Shadows enlivened by the moon
like a load of night-fish
and especially with a full moon

When you yank up the blinds
they escape you
(that happens fast, the waters

are deep.)
Night-fish can be rolled up
until the next morning:

When the blinds
crash down
                    they’re gone.

— Translated from the German by Mark Terrill



The moon, is that
there really the moon—
asks the child.

In this place, says the child,
there are many gods, even
the clever God:
To him you can pray,
he tells you something.

There are days, says the child,
when God is not even God, when
the moon is also not the moon.

There the night is a large
ball, on which you can walk
until you’re tired.

— Translated from the German by Mark Terrill


VOLKER SIELAFF was born in Sachsen, Germany, in 1966 and lives in Dresden, Germany.
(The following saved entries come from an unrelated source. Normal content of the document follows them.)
//! Field-level validation helpers shared by the sign-in and registration forms.

use regex::Regex;
use std::{collections::BTreeMap, sync::LazyLock};

static EMAIL_PATTERN: LazyLock<Option<Regex>> =
    LazyLock::new(|| Regex::new(r"^[^@\s]+@[^@\s]+\.[^@\s]+$").ok());

/// Validation messages keyed by form field.
#[derive(Clone, Debug, PartialEq, Eq)]
pub struct FieldErrors<F: Ord>(BTreeMap<F, String>);

impl<F: Ord> Default for FieldErrors<F> {
    fn default() -> Self {
        Self(BTreeMap::new())
    }
}

impl<F: Ord + Copy> FieldErrors<F> {
    pub fn new() -> Self {
        Self::default()
    }

    /// Records a message; the first message for a field wins.
    pub fn insert(&mut self, field: F, message: impl Into<String>) {
        self.0.entry(field).or_insert_with(|| message.into());
    }

    pub fn get(&self, field: F) -> Option<&str> {
        self.0.get(&field).map(String::as_str)
    }

    pub fn contains(&self, field: F) -> bool {
        self.0.contains_key(&field)
    }

    pub fn is_empty(&self) -> bool {
        self.0.is_empty()
    }

    pub fn fields(&self) -> impl Iterator<Item = F> + '_ {
        self.0.keys().copied()
    }

    /// Flags the field when the trimmed value is empty.
    pub fn require(&mut self, field: F, value: &str, message: &str) -> bool {
        if value.trim().is_empty() {
            self.insert(field, message);
            false
        } else {
            true
        }
    }

    pub fn into_result<T>(self, value: T) -> Result<T, Self> {
        if self.is_empty() { Ok(value) } else { Err(self) }
    }
}

/// Normalize an email for submission.
pub fn normalize_email(email: &str) -> String {
    email.trim().to_lowercase()
}

/// Basic email format check on already-normalized input.
pub fn valid_email(email_normalized: &str) -> bool {
    EMAIL_PATTERN
        .as_ref()
        .is_some_and(|regex| regex.is_match(email_normalized))
}

/// Validates an email field and returns the normalized value when it passes.
pub fn check_email<F: Ord + Copy>(errors: &mut FieldErrors<F>, field: F, raw: &str) -> String {
    let email = normalize_email(raw);
    if errors.require(field, &email, "Email is required") && !valid_email(&email) {
        errors.insert(field, "Enter a valid email address");
    }
    email
}

#[cfg(test)]
mod tests {
    use super::*;

    #[derive(Clone, Copy, Debug, PartialEq, Eq, PartialOrd, Ord)]
    enum Field {
        Name,
        Email,
    }

    #[test]
    fn first_message_wins() {
        let mut errors = FieldErrors::new();
        errors.insert(Field::Name, "first");
        errors.insert(Field::Name, "second");
        assert_eq!(errors.get(Field::Name), Some("first"));
        assert!(!errors.contains(Field::Email));
    }

    #[test]
    fn require_flags_blank_values() {
        let mut errors = FieldErrors::new();
        assert!(!errors.require(Field::Name, "   ", "Name is required"));
        assert!(errors.require(Field::Email, "a@b.co", "Email is required"));
        assert_eq!(errors.fields().collect::<Vec<_>>(), vec![Field::Name]);
    }

    #[test]
    fn into_result_passes_value_through_when_clean() {
        let errors: FieldErrors<Field> = FieldErrors::new();
        assert_eq!(errors.into_result(7), Ok(7));

        let mut errors = FieldErrors::new();
        errors.insert(Field::Email, "bad");
        assert!(errors.into_result(7).is_err());
    }

    #[test]
    fn email_validation() {
        assert!(valid_email("alum@college.edu"));
        assert!(!valid_email("alum@college"));
        assert!(!valid_email("alum college@edu.in"));
        assert!(!valid_email(""));
    }

    #[test]
    fn email_pattern_compiles_once() {
        assert!(super::EMAIL_PATTERN.is_some());
        assert!(valid_email("first@college.edu") && valid_email("second@college.edu"));
    }

    #[test]
    fn check_email_normalizes_and_reports() {
        let mut errors = FieldErrors::new();
        assert_eq!(
            check_email(&mut errors, Field::Email, "  Alum@College.EDU "),
            "alum@college.edu"
        );
        assert!(errors.is_empty());

        check_email(&mut errors, Field::Email, "");
        assert_eq!(errors.get(Field::Email), Some("Email is required"));

        let mut errors = FieldErrors::new();
        check_email(&mut errors, Field::Email, "nope");
        assert_eq!(errors.get(Field::Email), Some("Enter a valid email address"));
    }
}
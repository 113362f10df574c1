//! Shared frontend utilities for API access, configuration, errors, logging,
//! and build metadata.
//!
//! ## Backend Flows
//!
//! ### Sign-in
//!
//! The client POSTs `{email, password, role, redirect: false}` to the
//! credentials callback and reads `{ok}` from the response. A 401 is an
//! ordinary rejection, not an error.
//!
//! ### Registration
//!
//! 1. **Upload:** The proof document is sent as multipart form data to the
//!    upload route bound to `documentUploader`; the response names the stored
//!    file URL.
//! 2. **Register:** The profile, including that URL as `proofPicture`, is
//!    POSTed to `/api/auth`. Only HTTP 200 counts as success; error bodies may
//!    carry `{"message": ...}` which is shown verbatim.
//!
//! These helpers never log request bodies since they carry passwords.

#[cfg(target_arch = "wasm32")]
pub(crate) mod api;
#[allow(clippy::doc_markdown, clippy::needless_raw_string_hashes)]
pub(crate) mod built_info {
    include!(concat!(env!("OUT_DIR"), "/built.rs"));
}
pub(crate) mod config;
pub(crate) mod endpoints;
pub(crate) mod errors;
pub(crate) mod logging;
pub(crate) mod paths;

pub(crate) const GIT_COMMIT_HASH: &str = match built_info::GIT_COMMIT_HASH_SHORT {
    Some(hash) => hash,
    None => "unknown",
};

pub(crate) use errors::AppError;

#[cfg(test)]
mod tests {
    const INDEX_HTML: &str = include_str!("../../index.html");

    #[test]
    fn index_loads_icon_font_and_utility_styles() {
        assert!(INDEX_HTML.contains("family=Material+Symbols+Outlined"));
        assert!(INDEX_HTML.contains("cdn.tailwindcss.com"));
        assert!(INDEX_HTML.contains(r#"data-trunk rel="rust""#));
    }
}
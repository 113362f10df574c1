//! `tracing` setup for the browser. Events are formatted by `tracing-subscriber`
//! and `tracing-web` writes each one to the console method matching its level.
//! Callers must not log passwords, request bodies, or document URLs.

use tracing::Level;

/// Parses a verbosity value: `0..=4` or `error|warn|info|debug|trace`.
pub fn parse_level(value: &str) -> Option<Level> {
    let value = value.trim();
    if let Ok(parsed) = value.parse::<u8>() {
        return match parsed {
            0 => Some(Level::ERROR),
            1 => Some(Level::WARN),
            2 => Some(Level::INFO),
            3 => Some(Level::DEBUG),
            4 => Some(Level::TRACE),
            _ => None,
        };
    }

    match value.to_lowercase().as_str() {
        "error" => Some(Level::ERROR),
        "warn" => Some(Level::WARN),
        "info" => Some(Level::INFO),
        "debug" => Some(Level::DEBUG),
        "trace" => Some(Level::TRACE),
        _ => None,
    }
}

/// Resolves the configured level, falling back to `INFO` on invalid input.
pub fn level_or_default(value: &str) -> Level {
    parse_level(value).unwrap_or(Level::INFO)
}

/// Installs the panic hook and the global subscriber. Safe to call twice; the
/// second subscriber is ignored.
#[cfg(target_arch = "wasm32")]
pub fn init(level: Level) {
    console_error_panic_hook::set_once();

    let subscriber = tracing_subscriber::fmt()
        .with_max_level(level)
        .with_ansi(false)
        .without_time()
        .with_writer(tracing_web::MakeWebConsoleWriter::new())
        .finish();

    if tracing::subscriber::set_global_default(subscriber).is_ok() {
        tracing::debug!(%level, "Browser logging initialized");
    }
}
His poems, essays and criticism have appeared widely, and his poems have been translated into ten different languages. His work was included in the anthology Twentieth Century German Poetry, published by Farrar, Straus and Giroux (New York, 2005), and his collection of poetry, Postkarte für Nofretete was awarded with the Lessing Prize in 2005.

About the Translator:

MARK TERRILL is an American poet, writer, and translator living in Germany since 1984. His translations of Günter Grass, Peter Handke, Rolf Dieter Brinkmann, Jörg Fauser, Nicolas Born, Silke Scheuermann, and others have appeared in many journals, as well as in several full-length collections, chapbooks, and broadsides. He was guest editor for the German Poetry edition of the Atlanta Review (Volume XV, Issue Number 2, 2009).